TASK BRIEF
Reprint every entry, character for character.

EXERCISE INPUT

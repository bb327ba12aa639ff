//! Board configuration shared by the server and its clients.

use serde::{Deserialize, Serialize};

pub const DEFAULT_CELL_SIZE: u32 = 2;
pub const DEFAULT_BOARD_WIDTH: u32 = 1024;
pub const DEFAULT_BOARD_HEIGHT: u32 = 768;
pub const DEFAULT_TURN_SPEED: f64 = 0.05;
pub const DEFAULT_SPEED: u32 = 2;

pub const MAX_BOARD_WIDTH: u32 = 1500;
pub const MAX_BOARD_HEIGHT: u32 = 900;
pub const MAX_CELL_SIZE: u32 = 10;
pub const MAX_TURN_SPEED: f64 = 0.5;
pub const MAX_SPEED: u32 = 10;

/// Parameters of a single game, frozen once the game has started.
#[derive(Debug, Clone, PartialEq, Serialize, Deserialize)]
#[serde(rename_all = "camelCase")]
pub struct BoardConfig {
    /// Side length of a painted trail cell in pixels
    pub cell_size: u32,
    pub board_width: u32,
    pub board_height: u32,
    /// Radians turned per simulated step while a key is held
    pub turn_speed: f64,
    /// Simulated steps per tick
    pub speed: u32,
}

impl Default for BoardConfig {
    fn default() -> Self {
        Self {
            cell_size: DEFAULT_CELL_SIZE,
            board_width: DEFAULT_BOARD_WIDTH,
            board_height: DEFAULT_BOARD_HEIGHT,
            turn_speed: DEFAULT_TURN_SPEED,
            speed: DEFAULT_SPEED,
        }
    }
}

/// Partial configuration sent by a client in an `updateConfig` message.
///
/// Missing fields keep their current value.
#[derive(Debug, Clone, Default, PartialEq, Serialize, Deserialize)]
#[serde(rename_all = "camelCase")]
pub struct ConfigUpdate {
    #[serde(default)]
    pub cell_size: Option<u32>,
    #[serde(default)]
    pub board_width: Option<u32>,
    #[serde(default)]
    pub board_height: Option<u32>,
    #[serde(default)]
    pub turn_speed: Option<f64>,
    #[serde(default)]
    pub speed: Option<u32>,
}

impl BoardConfig {
    /// Merges an update into the configuration, clamping every value into
    /// its allowed range instead of rejecting it.
    pub fn apply(&mut self, update: &ConfigUpdate) {
        if let Some(width) = update.board_width {
            self.board_width = width.clamp(1, MAX_BOARD_WIDTH);
        }
        if let Some(height) = update.board_height {
            self.board_height = height.clamp(1, MAX_BOARD_HEIGHT);
        }
        if let Some(cell_size) = update.cell_size {
            self.cell_size = cell_size.clamp(1, MAX_CELL_SIZE);
        }
        if let Some(turn_speed) = update.turn_speed {
            if turn_speed.is_finite() {
                self.turn_speed = turn_speed.clamp(0.0, MAX_TURN_SPEED);
            }
        }
        if let Some(speed) = update.speed {
            self.speed = speed.clamp(1, MAX_SPEED);
        }
    }

    /// Returns true if the floating point position lies on the board.
    pub fn contains(&self, x: f64, y: f64) -> bool {
        x >= 0.0 && y >= 0.0 && x < self.board_width as f64 && y < self.board_height as f64
    }
}

#[cfg(test)]
mod tests {
    use super::*;

    #[test]
    fn test_default_config() {
        let config = BoardConfig::default();
        assert_eq!(config.cell_size, 2);
        assert_eq!(config.board_width, 1024);
        assert_eq!(config.board_height, 768);
        assert_eq!(config.speed, 2);
    }

    #[test]
    fn test_update_clamps_to_maximum() {
        let mut config = BoardConfig::default();
        config.apply(&ConfigUpdate {
            board_width: Some(5000),
            board_height: Some(5000),
            cell_size: Some(50),
            ..Default::default()
        });

        assert_eq!(config.board_width, MAX_BOARD_WIDTH);
        assert_eq!(config.board_height, MAX_BOARD_HEIGHT);
        assert_eq!(config.cell_size, MAX_CELL_SIZE);
    }

    #[test]
    fn test_update_keeps_missing_fields() {
        let mut config = BoardConfig::default();
        config.apply(&ConfigUpdate {
            board_width: Some(640),
            ..Default::default()
        });

        assert_eq!(config.board_width, 640);
        assert_eq!(config.board_height, DEFAULT_BOARD_HEIGHT);
        assert_eq!(config.cell_size, DEFAULT_CELL_SIZE);
    }

    #[test]
    fn test_update_rejects_degenerate_values() {
        let mut config = BoardConfig::default();
        config.apply(&ConfigUpdate {
            cell_size: Some(0),
            speed: Some(0),
            turn_speed: Some(f64::NAN),
            ..Default::default()
        });

        assert_eq!(config.cell_size, 1);
        assert_eq!(config.speed, 1);
        assert_eq!(config.turn_speed, DEFAULT_TURN_SPEED);
    }

    #[test]
    fn test_update_deserializes_from_partial_json() {
        let update: ConfigUpdate =
            serde_json::from_str(r#"{"boardWidth":5000,"cellSize":50}"#).unwrap();
        assert_eq!(update.board_width, Some(5000));
        assert_eq!(update.cell_size, Some(50));
        assert_eq!(update.board_height, None);
    }

    #[test]
    fn test_contains() {
        let config = BoardConfig {
            board_width: 100,
            board_height: 50,
            ..Default::default()
        };

        assert!(config.contains(0.0, 0.0));
        assert!(config.contains(99.9, 49.9));
        assert!(!config.contains(100.0, 10.0));
        assert!(!config.contains(10.0, 50.0));
        assert!(!config.contains(-0.1, 10.0));
    }
}
//! # Light-trail Game Server Library
//!
//! Authoritative server for a real-time multiplayer light-trail game.
//! Players steer a point that moves at constant speed across a 2D board,
//! leave a trail behind them and die when they run into any trail or off
//! the board. The last player standing wins the round.
//!
//! ## Core Responsibilities
//!
//! ### Authoritative Simulation
//! The server owns the board, every player's position and heading, and the
//! frame counter. Clients only send key changes; everything else is decided
//! here and broadcast back.
//!
//! ### Input Reconciliation
//! Key events carry the frame at which the client saw the key change. When
//! such an event arrives a few frames late, the player is rewound to that
//! frame, the key is applied and the skipped frames are replayed, so the
//! trail bends where the player pressed the key rather than where the server
//! happened to receive it.
//!
//! ### State Broadcasting
//! Every tick the server broadcasts only the cells painted since the previous
//! tick plus each player's liveness. A full snapshot is sent once, when a
//! socket connects.
//!
//! ## Architecture Design
//!
//! ### Two Execution Contexts
//! Socket I/O runs on as many tasks as there are connections. The game runs
//! on a single task that owns the [`game::GameInstance`] outright, so the
//! game state needs no lock. The two sides talk only through the queues in
//! [`relay`].
//!
//! ### Fixed Tick
//! While a game is running the simulation task wakes on a fixed interval
//! (17ms by default). Each tick drains queued inputs, advances every live
//! player `speed` steps, resolves collisions and paints new trail cells.
//!
//! ## Module Organization
//!
//! ### Board Module (`board`)
//! Sparse occupancy grid of painted cells and the collision check.
//!
//! ### Reconciliation Module (`reconciliation`)
//! Rewind-apply-replay for late key events.
//!
//! ### Game Module (`game`)
//! Game state, partial state, the game instance and its tick loop.
//!
//! ### Relay Module (`relay`)
//! Inbound event channel, outbound queue and the dispatcher signal.
//!
//! ### Client Manager Module (`client_manager`)
//! Socket registry mapping connections to registered players.
//!
//! ### Network Module (`network`)
//! WebSocket listener, per-socket reader/writer tasks and the dispatcher.
//!
//! ## Usage Example
//!
//! ```rust,no_run
//! use server::game::{EngineSettings, GameInstance};
//! use server::network::Server;
//! use server::relay;
//!
//! #[tokio::main]
//! async fn main() -> Result<(), Box<dyn std::error::Error + Send + Sync>> {
//!     let (network, simulation) = relay::channel();
//!     let game = GameInstance::new(simulation, EngineSettings::default());
//!     let server = Server::new("127.0.0.1:8080", 32, network).await?;
//!
//!     tokio::spawn(game.run());
//!     server.run().await
//! }
//! ```

pub mod board;
pub mod client_manager;
pub mod game;
pub mod network;
pub mod reconciliation;
pub mod relay;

ANSWER TO THE EXERCISE
repository bb327ba12aa639ff
//! Board configuration shared by the server and its clients.

use serde::{Deserialize, Serialize};

pub const DEFAULT_CELL_SIZE: u32 = 2;
pub const DEFAULT_BOARD_WIDTH: u32 = 1024;
pub const DEFAULT_BOARD_HEIGHT: u32 = 768;
pub const DEFAULT_TURN_SPEED: f64 = 0.05;
pub const DEFAULT_SPEED: u32 = 2;

pub const MAX_BOARD_WIDTH: u32 = 1500;
pub const MAX_BOARD_HEIGHT: u32 = 900;
pub const MAX_CELL_SIZE: u32 = 10;
pub const MAX_TURN_SPEED: f64 = 0.5;
pub const MAX_SPEED: u32 = 10;

/// Parameters of a single game, frozen once the game has started.
#[derive(Debug, Clone, PartialEq, Serialize, Deserialize)]
#[serde(rename_all = "camelCase")]
pub struct BoardConfig {
    /// Side length of a painted trail cell in pixels
    pub cell_size: u32,
    pub board_width: u32,
    pub board_height: u32,
    /// Radians turned per simulated step while a key is held
    pub turn_speed: f64,
    /// Simulated steps per tick
    pub speed: u32,
}

impl Default for BoardConfig {
    fn default() -> Self {
        Self {
            cell_size: DEFAULT_CELL_SIZE,
            board_width: DEFAULT_BOARD_WIDTH,
            board_height: DEFAULT_BOARD_HEIGHT,
            turn_speed: DEFAULT_TURN_SPEED,
            speed: DEFAULT_SPEED,
        }
    }
}

/// Partial configuration sent by a client in an `updateConfig` message.
///
/// Missing fields keep their current value.
#[derive(Debug, Clone, Default, PartialEq, Serialize, Deserialize)]
#[serde(rename_all = "camelCase")]
pub struct ConfigUpdate {
    #[serde(default)]
    pub cell_size: Option<u32>,
    #[serde(default)]
    pub board_width: Option<u32>,
    #[serde(default)]
    pub board_height: Option<u32>,
    #[serde(default)]
    pub turn_speed: Option<f64>,
    #[serde(default)]
    pub speed: Option<u32>,
}

impl BoardConfig {
    /// Merges an update into the configuration, clamping every value into
    /// its allowed range instead of rejecting it.
    pub fn apply(&mut self, update: &ConfigUpdate) {
        if let Some(width) = update.board_width {
            self.board_width = width.clamp(1, MAX_BOARD_WIDTH);
        }
        if let Some(height) = update.board_height {
            self.board_height = height.clamp(1, MAX_BOARD_HEIGHT);
        }
        if let Some(cell_size) = update.cell_size {
            self.cell_size = cell_size.clamp(1, MAX_CELL_SIZE);
        }
        if let Some(turn_speed) = update.turn_speed {
            if turn_speed.is_finite() {
                self.turn_speed = turn_speed.clamp(0.0, MAX_TURN_SPEED);
            }
        }
        if let Some(speed) = update.speed {
            self.speed = speed.clamp(1, MAX_SPEED);
        }
    }

    /// Returns true if the floating point position lies on the board.
    pub fn contains(&self, x: f64, y: f64) -> bool {
        x >= 0.0 && y >= 0.0 && x < self.board_width as f64 && y < self.board_height as f64
    }
}

#[cfg(test)]
mod tests {
    use super::*;

    #[test]
    fn test_default_config() {
        let config = BoardConfig::default();
        assert_eq!(config.cell_size, 2);
        assert_eq!(config.board_width, 1024);
        assert_eq!(config.board_height, 768);
        assert_eq!(config.speed, 2);
    }

    #[test]
    fn test_update_clamps_to_maximum() {
        let mut config = BoardConfig::default();
        config.apply(&ConfigUpdate {
            board_width: Some(5000),
            board_height: Some(5000),
            cell_size: Some(50),
            ..Default::default()
        });

        assert_eq!(config.board_width, MAX_BOARD_WIDTH);
        assert_eq!(config.board_height, MAX_BOARD_HEIGHT);
        assert_eq!(config.cell_size, MAX_CELL_SIZE);
    }

    #[test]
    fn test_update_keeps_missing_fields() {
        let mut config = BoardConfig::default();
        config.apply(&ConfigUpdate {
            board_width: Some(640),
            ..Default::default()
        });

        assert_eq!(config.board_width, 640);
        assert_eq!(config.board_height, DEFAULT_BOARD_HEIGHT);
        assert_eq!(config.cell_size, DEFAULT_CELL_SIZE);
    }

    #[test]
    fn test_update_rejects_degenerate_values() {
        let mut config = BoardConfig::default();
        config.apply(&ConfigUpdate {
            cell_size: Some(0),
            speed: Some(0),
            turn_speed: Some(f64::NAN),
            ..Default::default()
        });

        assert_eq!(config.cell_size, 1);
        assert_eq!(config.speed, 1);
        assert_eq!(config.turn_speed, DEFAULT_TURN_SPEED);
    }

    #[test]
    fn test_update_deserializes_from_partial_json() {
        let update: ConfigUpdate =
            serde_json::from_str(r#"{"boardWidth":5000,"cellSize":50}"#).unwrap();
        assert_eq!(update.board_width, Some(5000));
        assert_eq!(update.cell_size, Some(50));
        assert_eq!(update.board_height, None);
    }

    #[test]
    fn test_contains() {
        let config = BoardConfig {
            board_width: 100,
            board_height: 50,
            ..Default::default()
        };

        assert!(config.contains(0.0, 0.0));
        assert!(config.contains(99.9, 49.9));
        assert!(!config.contains(100.0, 10.0));
        assert!(!config.contains(10.0, 50.0));
        assert!(!config.contains(-0.1, 10.0));
    }
}
//! # Light-trail Game Server Library
//!
//! Authoritative server for a real-time multiplayer light-trail game.
//! Players steer a point that moves at constant speed across a 2D board,
//! leave a trail behind them and die when they run into any trail or off
//! the board. The last player standing wins the round.
//!
//! ## Core Responsibilities
//!
//! ### Authoritative Simulation
//! The server owns the board, every player's position and heading, and the
//! frame counter. Clients only send key changes; everything else is decided
//! here and broadcast back.
//!
//! ### Input Reconciliation
//! Key events carry the frame at which the client saw the key change. When
//! such an event arrives a few frames late, the player is rewound to that
//! frame, the key is applied and the skipped frames are replayed, so the
//! trail bends where the player pressed the key rather than where the server
//! happened to receive it.
//!
//! ### State Broadcasting
//! Every tick the server broadcasts only the cells painted since the previous
//! tick plus each player's liveness. A full snapshot is sent once, when a
//! socket connects.
//!
//! ## Architecture Design
//!
//! ### Two Execution Contexts
//! Socket I/O runs on as many tasks as there are connections. The game runs
//! on a single task that owns the [`game::GameInstance`] outright, so the
//! game state needs no lock. The two sides talk only through the queues in
//! [`relay`].
//!
//! ### Fixed Tick
//! While a game is running the simulation task wakes on a fixed interval
//! (17ms by default). Each tick drains queued inputs, advances every live
//! player `speed` steps, resolves collisions and paints new trail cells.
//!
//! ## Module Organization
//!
//! ### Board Module (`board`)
//! Sparse occupancy grid of painted cells and the collision check.
//!
//! ### Reconciliation Module (`reconciliation`)
//! Rewind-apply-replay for late key events.
//!
//! ### Game Module (`game`)
//! Game state, partial state, the game instance and its tick loop.
//!
//! ### Relay Module (`relay`)
//! Inbound event channel, outbound queue and the dispatcher signal.
//!
//! ### Client Manager Module (`client_manager`)
//! Socket registry mapping connections to registered players.
//!
//! ### Network Module (`network`)
//! WebSocket listener, per-socket reader/writer tasks and the dispatcher.
//!
//! ## Usage Example
//!
//! ```rust,no_run
//! use server::game::{EngineSettings, GameInstance};
//! use server::network::Server;
//! use server::relay;
//!
//! #[tokio::main]
//! async fn main() -> Result<(), Box<dyn std::error::Error + Send + Sync>> {
//!     let (network, simulation) = relay::channel();
//!     let game = GameInstance::new(simulation, EngineSettings::default());
//!     let server = Server::new("127.0.0.1:8080", 32, network).await?;
//!
//!     tokio::spawn(game.run());
//!     server.run().await
//! }
//! ```

pub mod board;
pub mod client_manager;
pub mod game;
pub mod network;
pub mod reconciliation;
pub mod relay;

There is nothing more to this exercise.